Galicië
september 1967. De weg naar la Coruña, in het uiterste noordwesten van Spanje, splitst zich in een gele en een rode. Nu zijn de rode soms al rampzalig, dus laat staan de gele, maar de gele voert bochtig en grillig langs de Galicische kust. Rood gaat op de kaart over Mondonedo en Baamonde, via de bergpas van la Xesta, maar geel slingert via Foz en Ortigueira langs de kaap van Ortega. Ik kies dan toch maar voor geel, vanwege het geheimzinnige, en word beloond.
Het landschap is niet alleen wild en romantisch, het is ook een vreemd samengaan van land en zee, dat ik nooit ergens anders zo gezien heb. Soms zie ik de zee, die groen en noords en vol beweging is een uur lang niet, dan ineens wijzen lange dunne rotsachtige vingers, tot de laatste decimeter met wildgeel koren bezet, een heel eind de oceaan in. Geuren van koren en zeewier, alles waait de auto binnen en vermengt zich met de doorlopende voorstelling langs de weg: een hond die met één oor tegen de muur ligt te slapen, een oud vrouwtje in een rieten stoel, onder een vale paraplu tegen de zon, Toorop-boeren aan de handploeg achter naar de aarde starende ossen - en overal lage huizen met leien daken waarop grote stenen liggen, want het stormt hier dikwijls.

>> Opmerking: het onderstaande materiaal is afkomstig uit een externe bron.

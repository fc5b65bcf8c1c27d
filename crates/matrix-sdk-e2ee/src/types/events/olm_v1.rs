// Copyright 2022 The Matrix.org Foundation C.I.C.
//
// Licensed under the Apache License, Version 2.0 (the "License");
// you may not use this file except in compliance with the License.
// You may obtain a copy of the License at
//
//     http://www.apache.org/licenses/LICENSE-2.0
//
// Unless required by applicable law or agreed to in writing, software
// distributed under the License is distributed on an "AS IS" BASIS,
// WITHOUT WARRANTIES OR CONDITIONS OF ANY KIND, either express or implied.
// See the License for the specific language governing permissions and
// limitations under the License.

//! Module containing specialized event types that were decrypted using the Olm
//! protocol

use std::{collections::BTreeMap, fmt::Debug};

use ruma::{OwnedDeviceId, OwnedUserId, UserId};
use serde::{Deserialize, Serialize};
use serde_json::Value;
use vodozemac::Ed25519PublicKey;

use super::{
    forwarded_room_key::ForwardedRoomKeyContent, from_value, room_key::RoomKeyContent, EventType,
};
use crate::types::{deserialize_ed25519_key, serialize_ed25519_key};

/// The content of an `m.dummy` event.
///
/// It carries nothing. We send one over an Olm session we force-created to
/// replace a wedged one, so that the other side learns about the new session.
#[derive(Clone, Debug, Default, Serialize, Deserialize)]
pub struct DummyEventContent {
    #[serde(flatten)]
    other: BTreeMap<String, Value>,
}

impl EventType for DummyEventContent {
    const EVENT_TYPE: &'static str = "m.dummy";
}

/// An `m.dummy` event that was decrypted using the
/// `m.olm.v1.curve25519-aes-sha2` algorithm
pub type DecryptedDummyEvent = DecryptedOlmV1Event<DummyEventContent>;

/// An `m.room_key` event that was decrypted using the
/// `m.olm.v1.curve25519-aes-sha2` algorithm
pub type DecryptedRoomKeyEvent = DecryptedOlmV1Event<RoomKeyContent>;

/// An `m.forwarded_room_key` event that was decrypted using the
/// `m.olm.v1.curve25519-aes-sha2` algorithm
pub type DecryptedForwardedRoomKeyEvent = DecryptedOlmV1Event<ForwardedRoomKeyContent>;

/// An enum over the various events that were decrypted using the
/// `m.olm.v1.curve25519-aes-sha2` algorithm.
#[derive(Debug)]
pub enum AnyDecryptedOlmEvent {
    /// The `m.room_key` decrypted to-device event.
    RoomKey(DecryptedRoomKeyEvent),
    /// The `m.forwarded_room_key` decrypted to-device event.
    ForwardedRoomKey(DecryptedForwardedRoomKeyEvent),
    /// The `m.dummy` decrypted to-device event.
    Dummy(DecryptedDummyEvent),
    /// A decrypted to-device event of an unknown or custom type.
    Custom(Box<ToDeviceCustomEvent>),
}

impl AnyDecryptedOlmEvent {
    /// The sender of the event, as set by the sender of the event.
    pub fn sender(&self) -> &UserId {
        match self {
            AnyDecryptedOlmEvent::RoomKey(e) => &e.sender,
            AnyDecryptedOlmEvent::ForwardedRoomKey(e) => &e.sender,
            AnyDecryptedOlmEvent::Dummy(e) => &e.sender,
            AnyDecryptedOlmEvent::Custom(e) => &e.sender,
        }
    }

    /// The intended recipient of the event, as set by the sender of the event.
    pub fn recipient(&self) -> &UserId {
        match self {
            AnyDecryptedOlmEvent::RoomKey(e) => &e.recipient,
            AnyDecryptedOlmEvent::ForwardedRoomKey(e) => &e.recipient,
            AnyDecryptedOlmEvent::Dummy(e) => &e.recipient,
            AnyDecryptedOlmEvent::Custom(e) => &e.recipient,
        }
    }

    /// The sender's signing keys of the encrypted event.
    pub fn keys(&self) -> &OlmV1Keys {
        match self {
            AnyDecryptedOlmEvent::RoomKey(e) => &e.keys,
            AnyDecryptedOlmEvent::ForwardedRoomKey(e) => &e.keys,
            AnyDecryptedOlmEvent::Dummy(e) => &e.keys,
            AnyDecryptedOlmEvent::Custom(e) => &e.keys,
        }
    }

    /// The recipient's signing keys of the encrypted event.
    pub fn recipient_keys(&self) -> &OlmV1Keys {
        match self {
            AnyDecryptedOlmEvent::RoomKey(e) => &e.recipient_keys,
            AnyDecryptedOlmEvent::ForwardedRoomKey(e) => &e.recipient_keys,
            AnyDecryptedOlmEvent::Dummy(e) => &e.recipient_keys,
            AnyDecryptedOlmEvent::Custom(e) => &e.recipient_keys,
        }
    }

    /// The event type of the encrypted event.
    pub fn event_type(&self) -> &str {
        match self {
            AnyDecryptedOlmEvent::RoomKey(e) => e.content.event_type(),
            AnyDecryptedOlmEvent::ForwardedRoomKey(e) => e.content.event_type(),
            AnyDecryptedOlmEvent::Dummy(e) => e.content.event_type(),
            AnyDecryptedOlmEvent::Custom(e) => &e.event_type,
        }
    }
}

/// An `m.olm.v1.curve25519-aes-sha2` decrypted to-device event.
#[derive(Clone, Debug, Deserialize)]
pub struct DecryptedOlmV1Event<C>
where
    C: EventType + Debug + Sized + Serialize,
{
    /// The sender of the event, as set by the sender of the event.
    pub sender: OwnedUserId,
    /// The device that sent the event, as set by the sender of the event.
    #[serde(default)]
    pub sender_device: Option<OwnedDeviceId>,
    /// The intended recipient of the event, as set by the sender of the event.
    pub recipient: OwnedUserId,
    /// The sender's signing keys of the encrypted event.
    pub keys: OlmV1Keys,
    /// The recipient's signing keys of the encrypted event.
    pub recipient_keys: OlmV1Keys,
    /// The content of the event.
    pub content: C,
}

impl<C: EventType + Debug + Sized + Serialize> DecryptedOlmV1Event<C> {
    /// Build the plaintext of an Olm encrypted event.
    pub fn new(
        sender: &UserId,
        sender_device: OwnedDeviceId,
        sender_key: Ed25519PublicKey,
        recipient: &UserId,
        recipient_key: Ed25519PublicKey,
        content: C,
    ) -> Self {
        Self {
            sender: sender.to_owned(),
            sender_device: Some(sender_device),
            recipient: recipient.to_owned(),
            keys: OlmV1Keys { ed25519: sender_key },
            recipient_keys: OlmV1Keys { ed25519: recipient_key },
            content,
        }
    }
}

impl<C: EventType + Debug + Sized + Serialize> Serialize for DecryptedOlmV1Event<C> {
    fn serialize<S>(&self, serializer: S) -> Result<S::Ok, S::Error>
    where
        S: serde::Serializer,
    {
        // The event type lives in `C`, put it back into the JSON.
        #[derive(Serialize)]
        struct Helper<'a, C: EventType + Debug + Sized + Serialize> {
            sender: &'a UserId,
            #[serde(skip_serializing_if = "Option::is_none")]
            sender_device: Option<&'a OwnedDeviceId>,
            recipient: &'a UserId,
            keys: &'a OlmV1Keys,
            recipient_keys: &'a OlmV1Keys,
            content: &'a C,
            #[serde(rename = "type")]
            event_type: &'a str,
        }

        Helper {
            sender: &self.sender,
            sender_device: self.sender_device.as_ref(),
            recipient: &self.recipient,
            keys: &self.keys,
            recipient_keys: &self.recipient_keys,
            content: &self.content,
            event_type: self.content.event_type(),
        }
        .serialize(serializer)
    }
}

/// A decrypted to-device event with an unknown type and content.
#[derive(Clone, Debug, Deserialize, Serialize)]
pub struct ToDeviceCustomEvent {
    /// The sender of the encrypted to-device event.
    pub sender: OwnedUserId,
    /// The recipient of the encrypted to-device event.
    pub recipient: OwnedUserId,
    /// The sender's signing keys of the encrypted event.
    pub keys: OlmV1Keys,
    /// The recipient's signing keys of the encrypted event.
    pub recipient_keys: OlmV1Keys,
    /// The type of the event.
    #[serde(rename = "type")]
    pub event_type: String,
    /// The content of the event.
    #[serde(default)]
    pub content: Value,
}

/// Public keys used for an m.olm.v1.curve25519-aes-sha2 event.
#[derive(Clone, Debug, PartialEq, Eq, Deserialize, Serialize)]
pub struct OlmV1Keys {
    /// The Ed25519 public key of the `m.olm.v1.curve25519-aes-sha2` keys.
    #[serde(
        deserialize_with = "deserialize_ed25519_key",
        serialize_with = "serialize_ed25519_key"
    )]
    pub ed25519: Ed25519PublicKey,
}

impl<'de> Deserialize<'de> for AnyDecryptedOlmEvent {
    fn deserialize<D>(deserializer: D) -> Result<Self, D::Error>
    where
        D: serde::Deserializer<'de>,
    {
        let json = Value::deserialize(deserializer)?;
        let event_type = json.get("type").and_then(Value::as_str).unwrap_or_default();

        Ok(match event_type {
            RoomKeyContent::EVENT_TYPE => AnyDecryptedOlmEvent::RoomKey(from_value(json)?),
            ForwardedRoomKeyContent::EVENT_TYPE => {
                AnyDecryptedOlmEvent::ForwardedRoomKey(from_value(json)?)
            }
            DummyEventContent::EVENT_TYPE => AnyDecryptedOlmEvent::Dummy(from_value(json)?),
            _ => AnyDecryptedOlmEvent::Custom(from_value(json)?),
        })
    }
}
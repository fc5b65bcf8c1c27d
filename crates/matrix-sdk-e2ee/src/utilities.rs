// Copyright 2023 The Matrix.org Foundation C.I.C.
//
// Licensed under the Apache License, Version 2.0 (the "License");
// you may not use this file except in compliance with the License.
// You may obtain a copy of the License at
//
//     http://www.apache.org/licenses/LICENSE-2.0
//
// Unless required by applicable law or agreed to in writing, software
// distributed under the License is distributed on an "AS IS" BASIS,
// WITHOUT WARRANTIES OR CONDITIONS OF ANY KIND, either express or implied.
// See the License for the specific language governing permissions and
// limitations under the License.

use std::{fmt::Debug, time::Duration};

use ruma::{MilliSecondsSinceUnixEpoch, UInt};

/// A source of wall-clock time.
///
/// Every timestamp the crate records (session creation, the last time an Olm
/// message was received, key request timestamps) comes from a `Clock`, which
/// lets the embedding application and the tests control time.
pub trait Clock: Debug + Send + Sync {
    /// The current time.
    fn now(&self) -> MilliSecondsSinceUnixEpoch;
}

/// The [`Clock`] backed by the system time.
#[derive(Debug, Default, Clone, Copy)]
pub struct SystemClock;

impl Clock for SystemClock {
    fn now(&self) -> MilliSecondsSinceUnixEpoch {
        MilliSecondsSinceUnixEpoch::now()
    }
}

/// How much time passed between `since` and `now`, zero if `now` is earlier.
pub(crate) fn elapsed(
    since: MilliSecondsSinceUnixEpoch,
    now: MilliSecondsSinceUnixEpoch,
) -> Duration {
    let since = u64::from(since.get());
    let now = u64::from(now.get());

    Duration::from_millis(now.saturating_sub(since))
}

pub(crate) fn millis(ms: u64) -> MilliSecondsSinceUnixEpoch {
    MilliSecondsSinceUnixEpoch(UInt::new_saturating(ms))
}

#[cfg(test)]
pub(crate) use mock::MockClock;


#[cfg(test)]
mod tests {
    use std::time::Duration;

    use super::{elapsed, millis};

    #[test]
    fn test_elapsed_never_goes_negative() {
        assert_eq!(elapsed(millis(2_000), millis(5_000)), Duration::from_secs(3));
        assert_eq!(elapsed(millis(5_000), millis(2_000)), Duration::ZERO);
    }
}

In zo'n landschap is iedereen met van alles bezig, een oude boer rijdt zijdelings op een zwarte muilezel die behangen is met maïskolven, een vrouw met een gerafelde strohoed vijlt het roest van haar hek, een lachend oud mannetje sjouwt met een gele plastic emmer vol verse glimmende vis en aan alle kanten ezels, zó bedolven onder groene grasbergen dat het lijkt of het gras pootjes heeft gekregen en langs de weg wandelt. De bomen staan scheef van de wind - als het niet zo warm was reed ik door een Schots landschap. De heuvels in de verte vertonen de meest tegenstrijdige schakeringen van bossen, rotsen, koren, gemaaid en niet gemaaid. De wereld krijgt op zulke momenten iets gezegends - in deze streken is er nog nauwelijks toerisme, en de verwondering is wederzijds, als een onbekende rijd ik door het onbekende en de gezichten die ik aankijk kijken mij aan met ongeveer dezelfde begerigheid.